Menembus Batas Usia

Senin, 01 Agustus 2022

menembus batas usia


Sebuah pesan masuk dari seseorang teman yang pernah bergabung di sebuah grup tentang kepenulisan, tetapi entah grup yang mana. Yup, saya banyak bergabung dan belajar tentang menulis, baik menulis cerita anak, picture book ataupun cerita pendek. Hingga akhirnya saya cenderung memilih untuk menulis cerita anak ataupun picture book.

Saya merasa lebih mudah menulis cerita anak dibandingkan cerita pendek untuk orang dewasa. Entahlah, apa karena keseharian saya bersama anak-anak yang memudahkan saya untuk menyusun ceritanya.

Sesekali saya masih menulis cerita pendek dan bergabung untuk menulis antologi. Apa tidak ingin memiliki buku solo? Tentu saja saya ingin, tetapi kembali lagi bukan untuk menulis novel. Mungkin saya memilih menulis kumpulan cerita pendek baik cerita dewasa maupun cerita anak-anak. Mengapa? Karena menulis novel ibarat lari maraton, panjang dan perjuangannya wow banget. Saya belum sanggup untuk melakukannya.

Di Ujung Penantian

Di Ujung Penantian adalah kumpulan cerita pendek berdasarkan kisah nyata. Mbak Puspa adalah koorinatornya. Ini adalah kali pertama saya bekerja sama dengan beliau. Tidak tergabung di komunitas apapun. Beliau adalah penanggung jawab hingga bukunya terbit. Tidak ada batasan jumlah minimal buku yang harus dibeli. Umumnya ini adalah persyaratan yang ditetapkan jika ingin menulis buku antologi yang diterbitkan di penerbit Indie.

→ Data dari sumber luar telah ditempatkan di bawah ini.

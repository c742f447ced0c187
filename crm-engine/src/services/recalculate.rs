//! On-demand recalculation
//!
//! Rebuilds a customer from its raw source records, rediscovers phone links
//! the event path may have missed, recomputes metrics and fills in missing
//! conversation activities.

use super::identity::require_id;
use super::{ActivityDraft, CustomerService, RecordMode};
use crate::db::{customers, sources};
use crm_common::models::activity::CUSTOMER_UPDATED;
use crm_common::models::{Axis, CustomerProfile, MergeMethod, Source, SourceRef, UnifiedCustomer};
use crm_common::phone::all_variants;
use crm_common::time::now_ms;
use crm_common::{Error, Result};
use serde::Serialize;
use tracing::{debug, info, warn};

#[derive(Debug, Clone, PartialEq, Eq, Serialize)]
#[serde(rename_all = "camelCase")]
pub struct RecalculateResult {
    pub unified_id: String,
    pub updated_at: i64,
    pub profile_updated: bool,
    pub metrics_updated: bool,
    pub classification_updated: bool,
    pub activities_backfilled: i64,
}

#[derive(Debug, Clone, Default, PartialEq, Eq, Serialize)]
#[serde(rename_all = "camelCase")]
pub struct RecalculateAllResult {
    pub total_processed: i64,
    pub total_failed: i64,
    pub failed_ids: Vec<String>,
}

impl CustomerService {
    /// Rebuild profile, links and metrics for one customer
    pub async fn recalculate_customer(&self, org_id: &str, unified_id: &str) -> Result<RecalculateResult> {
        let unified_id = require_id(unified_id)?;
        let before = customers::load_customer(&self.db, org_id, unified_id)
            .await?
            .ok_or_else(|| Error::NotFound(format!("customer {unified_id}")))?;
        let mut customer = before.clone();
        let now = now_ms();

        let mut profile = self.source_profile(&customer).await?;
        let ids = self.expand_ids(&mut customer, &mut profile).await?;

        let latest_order = sources::fetch_orders_for(
            &self.db,
            org_id,
            &ids,
            &all_variants(&profile.phone_numbers),
            now,
            1,
        )
        .await?;
        if let Some(order) = latest_order.first() {
            profile.fill_gaps_from(&order.profile());
        }
        let latest_conversation = sources::fetch_conversations_for(&self.db, org_id, &ids, now, 1).await?;
        if let Some(conversation) = latest_conversation.first() {
            profile.fill_gaps_from(&conversation.profile());
        }
        profile.fill_gaps_from(&before.profile);
        customer.profile = profile;

        customer.metrics = self
            .compute_metrics(org_id, &ids, &customer.profile.phone_numbers, now)
            .await?;
        customer.updated_at = now;
        self.save(&customer).await?;

        let draft = ActivityDraft::new(&customer, CUSTOMER_UPDATED, "system", now)
            .source_ref(SourceRef::new("trigger", "recalculate"))
            .display("Customer recalculated", "refresh", customer.profile.name.clone())
            .meta("trigger", "recalculate");
        self.recorder
            .record_change(draft, &customer, &customer.metrics, RecordMode::Change)
            .await?;

        let activities_backfilled = self.backfill_conversations(&customer, &ids, now).await?;
        self.announce_recalculated(&customer);

        Ok(RecalculateResult {
            unified_id: customer.unified_id.clone(),
            updated_at: now,
            profile_updated: before.profile != customer.profile,
            metrics_updated: before.metrics.orders != customer.metrics.orders
                || before.metrics.conversations != customer.metrics.conversations,
            classification_updated: Axis::ALL.iter().any(|axis| {
                axis.label_of(&before.metrics.classification)
                    != axis.label_of(&customer.metrics.classification)
            }),
            activities_backfilled,
        })
    }

    /// Recalculate every customer of an organization (`limit <= 0` means all)
    ///
    /// Failures are counted and the run continues.
    pub async fn recalculate_all(&self, org_id: &str, limit: i64) -> Result<RecalculateAllResult> {
        let total = customers::count_customers(&self.db, org_id).await?;
        let wanted = if limit > 0 { limit.min(total) } else { total };
        let batch = self.settings.refresh_batch_size.max(1);
        let mut result = RecalculateAllResult::default();

        let mut offset = 0;
        while offset < wanted {
            let ids = customers::list_customer_ids(&self.db, org_id, batch.min(wanted - offset), offset).await?;
            if ids.is_empty() {
                break;
            }
            offset += ids.len() as i64;

            for id in ids {
                result.total_processed += 1;
                if let Err(e) = self.recalculate_customer(org_id, &id).await {
                    warn!(org_id, unified_id = %id, error = %e, "Recalculation failed");
                    result.total_failed += 1;
                    if result.failed_ids.len() < self.settings.max_failed_ids {
                        result.failed_ids.push(id);
                    }
                }
            }
        }

        info!(
            org_id,
            processed = result.total_processed,
            failed = result.total_failed,
            "Recalculated customers"
        );
        Ok(result)
    }

    /// Primary source record's profile, gaps filled from the secondary
    async fn source_profile(&self, customer: &UnifiedCustomer) -> Result<CustomerProfile> {
        let org_id = customer.org_id.as_str();
        let pos = match &customer.source_ids.pos {
            Some(id) => sources::load_pos_customer(&self.db, org_id, id).await?.map(|r| r.profile()),
            None => None,
        };
        let messaging = match &customer.source_ids.messaging {
            Some(id) => sources::load_messaging_customer(&self.db, org_id, id)
                .await?
                .map(|r| r.profile()),
            None => None,
        };

        let (primary, secondary) = match customer.primary_source {
            Source::Pos => (pos, messaging),
            Source::Messaging => (messaging, pos),
        };
        let mut profile = primary.unwrap_or_default();
        if let Some(secondary) = secondary {
            profile.fill_gaps_from(&secondary);
        }
        Ok(profile)
    }

    /// Known ids plus phone-matched ids of any source not yet linked
    ///
    /// The first unclaimed match becomes a persisted link.
    async fn expand_ids(
        &self,
        customer: &mut UnifiedCustomer,
        profile: &mut CustomerProfile,
    ) -> Result<Vec<String>> {
        let mut ids = customer.known_ids();
        let mut phones = profile.phone_numbers.clone();
        for phone in &customer.profile.phone_numbers {
            if !phones.contains(phone) {
                phones.push(phone.clone());
            }
        }
        if phones.is_empty() {
            return Ok(ids);
        }

        for source in [Source::Pos, Source::Messaging] {
            if customer.source_ids.get(source).is_some() {
                continue;
            }
            let matches = sources::find_ids_by_phones(&self.db, &customer.org_id, source, &phones).await?;
            for id in matches {
                if ids.contains(&id) {
                    continue;
                }
                if customer.source_ids.get(source).is_none()
                    && !self.link_taken(&customer.org_id, source, &id, &customer.unified_id).await?
                    && customer.source_ids.link(source, &id)
                {
                    customer.merge_method = MergeMethod::Phone;
                    customer.merged_at = now_ms();
                    info!(unified_id = %customer.unified_id, linked = %id, "Discovered {} link by phone", source);
                    let linked = match source {
                        Source::Pos => sources::load_pos_customer(&self.db, &customer.org_id, &id)
                            .await?
                            .map(|r| r.profile()),
                        Source::Messaging => sources::load_messaging_customer(&self.db, &customer.org_id, &id)
                            .await?
                            .map(|r| r.profile()),
                    };
                    if let Some(linked) = linked {
                        profile.fill_gaps_from(&linked);
                    }
                }
                ids.push(id);
            }
        }
        Ok(ids)
    }

    /// Whether another unified customer already holds this source link
    async fn link_taken(&self, org_id: &str, source: Source, id: &str, unified_id: &str) -> Result<bool> {
        let holder = customers::find_by_source_link(&self.db, org_id, source, id).await?;
        Ok(holder.is_some_and(|c| c.unified_id != unified_id))
    }

    /// Log `conversation_started` for conversations that have none yet
    async fn backfill_conversations(&self, customer: &UnifiedCustomer, ids: &[String], now: i64) -> Result<i64> {
        let limit = self.settings.recalculate_conversation_activity_limit;
        let mut conversations = sources::fetch_conversations_for(&self.db, &customer.org_id, ids, now, limit).await?;
        conversations.sort_by_key(|c| (c.started_at(), c.id.clone()));

        let mut logged = 0;
        for conversation in &conversations {
            if self
                .record_conversation(customer, conversation, RecordMode::EventIfMissing)
                .await?
                .is_some()
            {
                logged += 1;
            }
        }
        if logged > 0 {
            debug!(unified_id = %customer.unified_id, logged, "Backfilled conversation activities");
        }
        Ok(logged)
    }
}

Di lain waktu saya akan membahas aneka macam penerbit ya. Ada kelebihan dan kekurangannya untuk masing-masing penerbit. Buku DI Ujung Pennatian diterbitkan di penerbit indie, yaitu CV. Jejak.


Naskahku

Naskah yang saya kirim berjudul Menembus Batas Usia, yang berkisah bagaimana seorang wanita yang menyiapkan masa tuanya dan ingin tetap berkarya walaupun sudah purna tugas. Berikut karya saya dalam antologi Di Ujung Penantian :


Di teras rumah yang asri itu, tampak seorang wanita paruh baya yang sedang duduk. Dia tenggelam dalam buku yang sedang dibacanya, sehingga tidak memperhatikan siapa saja yang berlalu-lalang melintas depan rumahnya. Pandangannya teralihkan dari buku setelah pintu pagar terbuka dan terucap salam dari putri bungsunya yang pulang dari sekolah.

Wanita yang akrab dipanggil Mira atau Bu Yoga, karena suaminya bernama Yoga Prabowo, saat ini sedang mengambil cuti tahunan. Kali ini dia mendapatkan jatah cuti satu bulan. Ini adalah hari kedua dia cuti. Biasanya dia berangkat kerja pukul 06.30 dan baru pulang menjelang azan Magrib. Dia bersyukur tempat kerjanya tidak terlalu jauh dari rumah, sehingga tidak menghabiskan waktu di jalan.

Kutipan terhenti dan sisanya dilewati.